WHAT YOU NEED TO DO: Please write out, exactly, every line of the listing from its first line through the one that includes "DeltaWindow, unit: Unit".

MATERIALS PROVIDED:
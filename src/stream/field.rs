//! The field catalog.
//!
//! Every exposed metric is one `Field` value: a parameterized evaluator
//! over unit, lookback window and combo layout. Hosts pick fields out of
//! `Field::catalog()` by their stable id and run one stream per field.

use chrono::{DateTime, Utc};

use crate::data::GlucoseEntry;
use crate::metrics::{
    delta,
    format::{force_one_decimal, format_delta, format_elapsed, pack_elapsed},
    DeltaWindow, Unit,
};
use crate::stream::state::{FieldSample, StreamState};

/// Result of evaluating one field against a reading history.
///
/// Absence is typed here; placeholder values (`0.0`, `"--"`) belong to the
/// output adapters, not the engine.
#[derive(Debug, Clone, PartialEq)]
pub enum MetricOutcome {
    Value(FieldSample),
    /// History too thin or no entry old enough for the window.
    NoData,
    /// Latest reading is older than the staleness threshold.
    Stale,
    /// No readings at all.
    Empty,
}

/// Caption layouts for the combined fields.
///
/// The caption pairs an elapsed-time style with a delta window; the
/// numeric stream of a combo always carries the glucose value itself.
#[derive(Debug, Clone, Copy, PartialEq, Eq)]
pub enum ComboLayout {
    SecondsDelta15m,
    SecondsDelta5m,
    ClockDelta15m,
    ClockDelta5m,
}

impl ComboLayout {
    pub const ALL: [ComboLayout; 4] = [
        ComboLayout::SecondsDelta15m,
        ComboLayout::SecondsDelta5m,
        ComboLayout::ClockDelta15m,
        ComboLayout::ClockDelta5m,
    ];

    fn number(&self) -> u8 {
        match self {
            ComboLayout::SecondsDelta15m => 1,
            ComboLayout::SecondsDelta5m => 2,
            ComboLayout::ClockDelta15m => 3,
            ComboLayout::ClockDelta5m => 4,
        }
    }

    fn window(&self) -> DeltaWindow {
        match self {
            ComboLayout::SecondsDelta15m | ComboLayout::ClockDelta15m => DeltaWindow::FifteenMin,
            ComboLayout::SecondsDelta5m | ComboLayout::ClockDelta5m => DeltaWindow::FiveMin,
        }
    }

    fn uses_clock(&self) -> bool {
        matches!(self, ComboLayout::ClockDelta15m | ComboLayout::ClockDelta5m)
    }
}

/// One exposed metric with fixed parameters.
#[derive(Debug, Clone, Copy, PartialEq)]
pub enum Field {
    Glucose { unit: Unit },
    Delta { window: DeltaWindow, unit: Unit },
    /// Elapsed seconds since the latest reading, raw.
    TimeSinceSeconds,
    /// Elapsed time packed into one number for numeric-only displays.
    TimeSincePacked,
    TrendArrow,
    Combo { layout: ComboLayout, unit: Unit },
}

impl Field {
    /// All seventeen fields a host can register.
    pub fn catalog() -> Vec<Field> {
        let mut fields = vec![
            Field::Glucose { unit: Unit::MgDl },
            Field::Glucose { unit: Unit::MmolL },
            Field::TimeSinceSeconds,
            Field::TimeSincePacked,
            Field::TrendArrow,
        ];
        for window in [DeltaWindow::FiveMin, DeltaWindow::FifteenMin] {
            for unit in [Unit::MgDl, Unit::MmolL] {
                fields.push(Field::Delta { window, unit });
            }
        }
        for layout in ComboLayout::ALL {
            for unit in [Unit::MgDl, Unit::MmolL] {
                fields.push(Field::Combo { layout, unit });
            }
        }
        fields
    }

    /// Stable identifier a host registers the field under.
    pub fn id(&self) -> String {
        match self {
            Field::Glucose { unit } => format!("glucose_{}", unit.suffix()),
            Field::Delta { window, unit } => {
                format!("delta_{}_{}", window.label(), unit.suffix())
            }
            Field::TimeSinceSeconds => "time_since".to_string(),
            Field::TimeSincePacked => "time_since_formatted".to_string(),
            Field::TrendArrow => "direction_arrow".to_string(),
            Field::Combo { layout, unit } => {
                format!("combo_{}_{}", layout.number(), unit.suffix())
            }
        }
    }

    /// Evaluate against a history ordered newest first.
    pub fn evaluate(&self, history: &[GlucoseEntry], now: DateTime<Utc>) -> MetricOutcome {
        let Some(latest) = history.first() else {
            return MetricOutcome::Empty;
        };
        if latest.is_stale(now) {
            return MetricOutcome::Stale;
        }
        match self {
            Field::Glucose { unit } | Field::Combo { unit, .. } => {
                MetricOutcome::Value(FieldSample::Number(unit.convert(f64::from(latest.sgv))))
            }
            Field::TimeSinceSeconds => {
                MetricOutcome::Value(FieldSample::Number(latest.seconds_since(now) as f64))
            }
            Field::TimeSincePacked => {
                MetricOutcome::Value(FieldSample::Number(pack_elapsed(latest.seconds_since(now))))
            }
            Field::TrendArrow => {
                MetricOutcome::Value(FieldSample::Text(latest.direction.arrow().to_string()))
            }
            Field::Delta { window, unit } => match delta(history, *window, *unit, now) {
                Some(value) => {
                    let value = match unit {
                        Unit::MmolL => force_one_decimal(value),
                        Unit::MgDl => value,
                    };
                    MetricOutcome::Value(FieldSample::Number(value))
                }
                None => MetricOutcome::NoData,
            },
        }
    }

    /// Map an outcome onto the host-facing stream state.
    pub fn render_state(&self, outcome: MetricOutcome) -> StreamState {
        match outcome {
            MetricOutcome::Value(sample) => StreamState::Streaming(sample),
            MetricOutcome::NoData => {
                // Deltas degrade to zero rather than dropping the stream,
                // shaped like any other sample of their unit.
                let placeholder = match self {
                    Field::Delta {
                        unit: Unit::MmolL, ..
                    } => force_one_decimal(0.0),
                    _ => 0.0,
                };
                StreamState::Streaming(FieldSample::Number(placeholder))
            }
            MetricOutcome::Stale | MetricOutcome::Empty => StreamState::NotAvailable,
        }
    }

    /// Text for caption-capable hosts. `None` for numeric-only fields.
    pub fn caption(&self, history: &[GlucoseEntry], now: DateTime<Utc>) -> Option<String> {
        match self {
            Field::TrendArrow => Some(match history.first() {
                Some(latest) if !latest.is_stale(now) => latest.direction.arrow().to_string(),
                _ => "--".to_string(),
            }),
            Field::Combo { layout, unit } => Some(combo_caption(*layout, *unit, history, now)),
            _ => None,
        }
    }
}

fn combo_caption(
    layout: ComboLayout,
    unit: Unit,
    history: &[GlucoseEntry],
    now: DateTime<Utc>,
) -> String {
    let Some(latest) = history.first() else {
        return "--".to_string();
    };
    if latest.is_stale(now) {
        return "--".to_string();
    }
    let elapsed = if layout.uses_clock() {
        format_elapsed(latest.seconds_since(now))
    } else {
        format!("{}s", latest.seconds_since(now).max(0))
    };
    let raw = delta(history, layout.window(), unit, now).unwrap_or(0.0);
    let shown = match unit {
        Unit::MmolL => force_one_decimal(raw),
        Unit::MgDl => raw,
    };
    format!(
        "{} | {} {}",
        elapsed,
        format_delta(shown, unit),
        latest.direction.arrow()
    )
}
use chrono::Utc;
use tokio::sync::watch;
use tokio::time::{Duration, Instant, MissedTickBehavior};
use tokio_util::sync::CancellationToken;

use crate::log_info;
use crate::store::GlucoseStore;
use crate::stream::field::Field;
use crate::stream::state::StreamState;

// Set to true to enable verbose logging in this module
const ENABLE_LOGS: bool = true;

const RENDER_INTERVAL_SECS: u64 = 1;

/// Per-field polling loop.
///
/// Once per render tick the field is evaluated against the shared store
/// and the result published. The store's own refresh gate decides when a
/// tick actually reaches the network, so many field loops share one
/// upstream request. Runs until the token is cancelled.
pub async fn field_loop(
    field: Field,
    store: GlucoseStore,
    states: watch::Sender<StreamState>,
    cancel_token: CancellationToken,
) {
    let tick = Duration::from_secs(RENDER_INTERVAL_SECS);
    // First evaluation one tick after start; the initial Searching state
    // holds until then.
    let mut ticker = tokio::time::interval_at(Instant::now() + tick, tick);
    ticker.set_missed_tick_behavior(MissedTickBehavior::Delay);

    log_info!("Field stream {} started", field.id());

    loop {
        tokio::select! {
            _ = ticker.tick() => {
                let now = Utc::now();
                let state = match store.fetch_history(now).await {
                    Ok(history) => field.render_state(field.evaluate(&history, now)),
                    // The store already logged the cause.
                    Err(_) => StreamState::NotAvailable,
                };
                states.send_replace(state);
            }
            _ = cancel_token.cancelled() => {
                log_info!("Field stream {} shutting down", field.id());
                break;
            }
        }
    }
}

SOLUTION FOR THIS PROBLEM:
filename src/stream/field.rs
//! The field catalog.
//!
//! Every exposed metric is one `Field` value: a parameterized evaluator
//! over unit, lookback window and combo layout. Hosts pick fields out of
//! `Field::catalog()` by their stable id and run one stream per field.

use chrono::{DateTime, Utc};

use crate::data::GlucoseEntry;
use crate::metrics::{
    delta,
    format::{force_one_decimal, format_delta, format_elapsed, pack_elapsed},
    DeltaWindow, Unit,
};
use crate::stream::state::{FieldSample, StreamState};

/// Result of evaluating one field against a reading history.
///
/// Absence is typed here; placeholder values (`0.0`, `"--"`) belong to the
/// output adapters, not the engine.
#[derive(Debug, Clone, PartialEq)]
pub enum MetricOutcome {
    Value(FieldSample),
    /// History too thin or no entry old enough for the window.
    NoData,
    /// Latest reading is older than the staleness threshold.
    Stale,
    /// No readings at all.
    Empty,
}

/// Caption layouts for the combined fields.
///
/// The caption pairs an elapsed-time style with a delta window; the
/// numeric stream of a combo always carries the glucose value itself.
#[derive(Debug, Clone, Copy, PartialEq, Eq)]
pub enum ComboLayout {
    SecondsDelta15m,
    SecondsDelta5m,
    ClockDelta15m,
    ClockDelta5m,
}

impl ComboLayout {
    pub const ALL: [ComboLayout; 4] = [
        ComboLayout::SecondsDelta15m,
        ComboLayout::SecondsDelta5m,
        ComboLayout::ClockDelta15m,
        ComboLayout::ClockDelta5m,
    ];

    fn number(&self) -> u8 {
        match self {
            ComboLayout::SecondsDelta15m => 1,
            ComboLayout::SecondsDelta5m => 2,
            ComboLayout::ClockDelta15m => 3,
            ComboLayout::ClockDelta5m => 4,
        }
    }

    fn window(&self) -> DeltaWindow {
        match self {
            ComboLayout::SecondsDelta15m | ComboLayout::ClockDelta15m => DeltaWindow::FifteenMin,
            ComboLayout::SecondsDelta5m | ComboLayout::ClockDelta5m => DeltaWindow::FiveMin,
        }
    }

    fn uses_clock(&self) -> bool {
        matches!(self, ComboLayout::ClockDelta15m | ComboLayout::ClockDelta5m)
    }
}

/// One exposed metric with fixed parameters.
#[derive(Debug, Clone, Copy, PartialEq)]
pub enum Field {
    Glucose { unit: Unit },
    Delta { window: DeltaWindow, unit: Unit },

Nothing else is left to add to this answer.